IDH mutations but not TERTp mutations are associated with seizures in lower-grade gliomas

Abstract

Glioma is the most common malignant tumor in the central nervous system (CNS). Lower-grade gliomas (LGG) refer to Grade II and III gliomas. In LGG patients, seizure often appears as an initial symptom and play an important role in clinical performance and quality of life of the patients. To date, the relationship between the onset of seizures and the molecular pathology in gliomas is still poorly investigated. In this study, we investigate the potential relationship between isocitrate dehydrogenase (IDH)/telomerase reverse transcriptase promoter (TERTp) mutations and preoperative seizures in patients with LGG. 289 adult LGG patients were enrolled in this study. Data of clinical characteristics and molecular pathology were acquired. Sanger sequencing was used to detect IDH/TERTp mutations. Chi-square test was performed to determine if the IDH/TERTp mutations were associated with seizures and seizure types. In 289 LGG patients, preoperative seizures accounted for 25.3% (73/289), IDH mutations accounted for 34.3%(99/289), and TERTp mutations accounted for 44.3% (128/289). The correlation analysis demonstrated that IDH mutation is a significant factor influencing the occurrence of tumor-related epilepsy (P <.001, chi-square test). On the other hand, the statistical analysis revealed no significant correlation between TERTp mutations and seizure in LGG patients (P = .102, chi-square test). The tumor-related epilepsy rates vary among different subgroups according to IDH/TERTp mutations. However, there is no definite correlation between the IDH (P = 1.000, chi-square test)/TERTp (P = .613, chi-square test) mutations and the types of epileptic seizure. IDH mutations are more common in preoperative LGG patients with epileptic symptoms, suggesting that this mutation is positively correlated with seizures. However, there was no significant correlation between TERTp mutations and seizures. Different molecular pathologic types based on IDH/TERTp have different incidences of tumor-associated epilepsy in LGGs.

Figure 1

Correlation analysis between molecular pathology typing of IDH/TERTp and the incidence of tumor-related epilepsy. (A) Correlation analysis demonstrates epilepsy rate was significant higher in IDH mutation group than IDH wildtype group (P <.001, chi-square test).(B) Correlation analysis demonstrates that the epilepsy rate in the TERTp mutation group was not significantly correlated with the TERTp wildtype group (P = .102, chi-square test).(C) Correlation analysis demonstrates that the epilepsy rate in the IDH mut/TERTp mut group was not significantly correlated with the IDH wt/TERTp wt group (P = .092, chi-square test), (D) in the IDH mut/TERTp mut group was not significantly correlated with the IDH mut /TERTp wt group (P = .221, chi-square test).(E) Correlation analysis demonstrates epilepsy rate was significant higher in IDH mut/TERTp mut group than IDH wt/TERTp mut group (P = .010, chi-square test),(F) and in IDH mut /TERTp wt group than IDH wt/TERTp wt group (P <.001, chi-square test),(G) in the IDH wt/TERTp wt group was not significantly correlated with the IDH wt /TERTp mut group (P = .246, chi-square test). (H) Correlation analysis demonstrates epilepsy rate was significant higher in IDH mut/TERTp wt group than IDH wt/TERTp mut group (P <.001, chi-square test).
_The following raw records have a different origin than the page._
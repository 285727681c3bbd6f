//! # erd-stream: real-time event-related desynchronization
//!
//! Streams multichannel EEG from an amplifier (or a replayed recording),
//! cuts marker-locked epochs out of the stream and computes ERD/ERS per
//! marker. Results are broadcast to TCP consumers as JSON lines while the raw
//! stream is persisted for offline analysis.
//!
//! ## Architecture
//!
//! - **Source**: RDA-style TCP client or replay of a persisted session
//! - **Pipeline**: ring buffer, epoch extraction and the session state machine
//! - **Analysis**: zero-phase Butterworth band-pass, CAR and the ERD metrics
//! - **Broadcast**: per-consumer writer threads fed by bounded queues
//! - **Session**: `.npy` raw store, marker CSV and session metadata
//!
//! ## Configuration
//!
//! Sessions are configured from a TOML file (`erd-stream.toml` by default).
//! Persisted sessions go to the platform data directory under `erd-stream`
//! unless `persistence.output_dir` is set:
//!
//! - **Linux**: `~/.local/share/erd-stream/sessions/`
//! - **macOS**: `~/Library/Application Support/erd-stream/sessions/`
//! - **Windows**: `%APPDATA%\erd-stream\sessions\`
//!
//! ## Example
//!
//! ```ignore
//! use erd_stream::{config::SessionConfig, pipeline::Session};
//!
//! fn main() -> anyhow::Result<()> {
//!     let config = SessionConfig::load("erd-stream.toml")?;
//!     let handle = Session::from_config(config)?.spawn()?;
//!
//!     // ... later
//!     handle.stop();
//!     let summary = handle.join()?;
//!     println!("{} results", summary.results());
//!     Ok(())
//! }
//! ```

pub mod analysis;
pub mod broadcast;
pub mod config;
pub mod error;
pub mod pipeline;
pub mod session;
pub mod source;
pub mod types;

// Re-export commonly used types
pub use config::SessionConfig;
pub use error::{ErdError, Result, SourceError};
pub use pipeline::{Session, SessionHandle, SessionSummary};
pub use types::{ErdMethod, ErdResult, Marker, PipelineState, SampleBlock};
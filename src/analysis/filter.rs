//! Butterworth band-pass design and zero-phase filtering
//!
//! The filter is designed as cascaded second-order sections (SOS): analog
//! Butterworth prototype, low-pass to band-pass transform, then the bilinear
//! transform with frequency prewarping. Zero-phase filtering runs the cascade
//! forward and backward over an odd-extended signal, starting each pass from
//! the steady-state section states so edges do not ring.

use crate::error::{ErdError, Result};
use rustfft::num_complex::Complex;
use std::f64::consts::PI;

/// Poles closer than this to the real axis are treated as real.
const REAL_POLE_EPS: f64 = 1e-10;

/// Second-order section coefficients
/// Transfer function: H(z) = (b0 + b1*z^-1 + b2*z^-2) / (1 + a1*z^-1 + a2*z^-2)
#[derive(Debug, Clone, Copy, PartialEq)]
pub struct BiquadCoeffs {
    pub b0: f64,
    pub b1: f64,
    pub b2: f64,
    pub a1: f64,
    pub a2: f64,
}

impl BiquadCoeffs {
    /// Section state after an infinitely long unit step, in Direct Form II
    /// Transposed.
    fn step_state(&self) -> [f64; 2] {
        let dc = self.dc_gain();
        let z2 = self.b2 - self.a2 * dc;
        let z1 = self.b1 + self.b2 - (self.a1 + self.a2) * dc;
        [z1, z2]
    }

    fn dc_gain(&self) -> f64 {
        (self.b0 + self.b1 + self.b2) / (1.0 + self.a1 + self.a2)
    }

    #[inline]
    fn process(&self, input: f64, state: &mut [f64; 2]) -> f64 {
        let output = self.b0 * input + state[0];
        state[0] = self.b1 * input - self.a1 * output + state[1];
        state[1] = self.b2 * input - self.a2 * output;
        output
    }
}

/// Cascaded second-order sections.
#[derive(Debug, Clone, PartialEq)]
pub struct SosFilter {
    sections: Vec<BiquadCoeffs>,
}

impl SosFilter {
    pub fn new(sections: Vec<BiquadCoeffs>) -> Self {
        Self { sections }
    }

    /// Design a Butterworth band-pass of the given prototype order.
    ///
    /// The resulting filter has `order` sections (overall order `2 * order`).
    pub fn butterworth_bandpass(order: usize, low: f64, high: f64, sample_rate: f64) -> Result<Self> {
        let nyquist = sample_rate / 2.0;
        if order == 0 {
            return Err(ErdError::Config("Filter order must be at least 1".to_string()));
        }
        if !(low > 0.0 && low < high && high < nyquist) {
            return Err(ErdError::Config(format!(
                "Invalid band {}-{} Hz for sample rate {} Hz",
                low, high, sample_rate
            )));
        }

        let fs2 = 2.0 * sample_rate;
        let w1 = prewarp(low, sample_rate);
        let w2 = prewarp(high, sample_rate);
        let bw = w2 - w1;
        let w0 = (w1 * w2).sqrt();

        // Low-pass to band-pass: every prototype pole splits into two.
        let mut poles = Vec::with_capacity(2 * order);
        for p in analog_prototype(order) {
            let p_lp = p * (bw / 2.0);
            let disc = (p_lp * p_lp - Complex::new(w0 * w0, 0.0)).sqrt();
            poles.push(p_lp + disc);
            poles.push(p_lp - disc);
        }

        // Bilinear transform. The band-pass has `order` zeros at s = 0 (which
        // land on z = 1) and `order` zeros at infinity (which land on z = -1).
        let fs2c = Complex::new(fs2, 0.0);
        let mut gain_den = Complex::new(1.0, 0.0);
        let digital: Vec<Complex<f64>> = poles
            .iter()
            .map(|&p| {
                gain_den *= fs2c - p;
                (fs2c + p) / (fs2c - p)
            })
            .collect();
        let gain_num = Complex::new(bw.powi(order as i32) * fs2.powi(order as i32), 0.0);
        let gain = (gain_num / gain_den).re;

        let sections = pair_poles(&digital, order)?
            .into_iter()
            .enumerate()
            .map(|(i, (a1, a2))| {
                let k = if i == 0 { gain } else { 1.0 };
                BiquadCoeffs {
                    b0: k,
                    b1: 0.0,
                    b2: -k,
                    a1,
                    a2,
                }
            })
            .collect();

        Ok(Self { sections })
    }

    pub fn sections(&self) -> &[BiquadCoeffs] {
        &self.sections
    }

    /// Edge padding used by [`SosFilter::filtfilt`]: three times the length of
    /// the equivalent transfer-function coefficient vectors.
    pub fn padlen(&self) -> usize {
        3 * (2 * self.sections.len() + 1)
    }

    /// Steady-state section states for a unit step input.
    pub fn steady_state(&self) -> Vec<[f64; 2]> {
        let mut scale = 1.0;
        self.sections
            .iter()
            .map(|s| {
                let [z1, z2] = s.step_state();
                let zi = [z1 * scale, z2 * scale];
                scale *= s.dc_gain();
                zi
            })
            .collect()
    }

    /// Single forward pass from the given section states.
    pub fn filter_with_state(&self, signal: &[f64], state: &mut [[f64; 2]]) -> Vec<f64> {
        signal
            .iter()
            .map(|&x| {
                self.sections
                    .iter()
                    .zip(state.iter_mut())
                    .fold(x, |acc, (section, st)| section.process(acc, st))
            })
            .collect()
    }

    /// Zero-phase forward-backward filtering.
    pub fn filtfilt(&self, signal: &[f64]) -> Vec<f64> {
        let n = signal.len();
        if n < 2 {
            return signal.to_vec();
        }
        let pad = self.padlen().min(n - 1);
        let extended = odd_extend(signal, pad);
        let zi = self.steady_state();

        let mut state = scaled_state(&zi, extended[0]);
        let mut forward = self.filter_with_state(&extended, &mut state);

        forward.reverse();
        let mut state = scaled_state(&zi, forward[0]);
        let mut backward = self.filter_with_state(&forward, &mut state);
        backward.reverse();

        backward[pad..pad + n].to_vec()
    }

    /// Magnitude response at `freq` Hz.
    pub fn magnitude_at(&self, freq: f64, sample_rate: f64) -> f64 {
        let w = 2.0 * PI * freq / sample_rate;
        let z1 = Complex::from_polar(1.0, -w);
        let z2 = z1 * z1;
        self.sections
            .iter()
            .map(|s| {
                let num = Complex::new(s.b0, 0.0) + z1 * s.b1 + z2 * s.b2;
                let den = Complex::new(1.0, 0.0) + z1 * s.a1 + z2 * s.a2;
                (num / den).norm()
            })
            .product()
    }
}

fn prewarp(freq: f64, sample_rate: f64) -> f64 {
    2.0 * sample_rate * (PI * freq / sample_rate).tan()
}

/// Poles of the normalized analog Butterworth low-pass.
fn analog_prototype(order: usize) -> Vec<Complex<f64>> {
    let n = order as f64;
    (0..order)
        .map(|k| {
            let m = -(n - 1.0) + 2.0 * k as f64;
            -Complex::from_polar(1.0, PI * m / (2.0 * n))
        })
        .collect()
}

/// Group digital poles into `(a1, a2)` denominators, one per section.
///
/// Complex poles pair with their conjugates; real poles pair with each other.
/// Sections are ordered by pole radius, smallest first.
fn pair_poles(poles: &[Complex<f64>], sections: usize) -> Result<Vec<(f64, f64)>> {
    let mut pairs: Vec<(f64, f64, f64)> = Vec::with_capacity(sections);

    for p in poles.iter().filter(|p| p.im > REAL_POLE_EPS) {
        pairs.push((-2.0 * p.re, p.norm_sqr(), p.norm()));
    }

    let mut real: Vec<f64> = poles
        .iter()
        .filter(|p| p.im.abs() <= REAL_POLE_EPS)
        .map(|p| p.re)
        .collect();
    if real.len() % 2 != 0 {
        return Err(ErdError::Computation(format!(
            "Cannot pair {} real poles into second-order sections",
            real.len()
        )));
    }
    real.sort_by(|a, b| a.partial_cmp(b).unwrap_or(std::cmp::Ordering::Equal));
    for pair in real.chunks_exact(2) {
        pairs.push((-(pair[0] + pair[1]), pair[0] * pair[1], pair[0].abs().max(pair[1].abs())));
    }

    if pairs.len() != sections {
        return Err(ErdError::Computation(format!(
            "Expected {} sections, paired {}",
            sections,
            pairs.len()
        )));
    }

    pairs.sort_by(|a, b| a.2.partial_cmp(&b.2).unwrap_or(std::cmp::Ordering::Equal));
    Ok(pairs.into_iter().map(|(a1, a2, _)| (a1, a2)).collect())
}

/// Extend both ends by point reflection about the end samples.
fn odd_extend(signal: &[f64], pad: usize) -> Vec<f64> {
    let n = signal.len();
    let first = signal[0];
    let last = signal[n - 1];
    let mut out = Vec::with_capacity(n + 2 * pad);
    out.extend((1..=pad).rev().map(|i| 2.0 * first - signal[i]));
    out.extend_from_slice(signal);
    out.extend((1..=pad).map(|i| 2.0 * last - signal[n - 1 - i]));
    out
}

fn scaled_state(zi: &[[f64; 2]], x0: f64) -> Vec<[f64; 2]> {
    zi.iter().map(|[a, b]| [a * x0, b * x0]).collect()
}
IDH = isocitrate dehydrogenase, TERTp = telomerase reverse transcriptase promoter.

Figure 2

Correlation analysis between molecular pathological typing of IDH/TERTp and types of seizures. (A) Correlation analysis demonstrates that the seizure types was not significantly correlated with IDH mutations (P = 1.000, chi-square test). (B) Correlation analysis demonstrates that the seizure types was not significantly correlated with TERT mutations (P = .613, chi-square test). (C) T-test results showed that there was no significant correlation between tumor volume and seizures (P = .504, t test). IDH = isocitrate dehydrogenase, TERTp = telomerase reverse transcriptase promoter.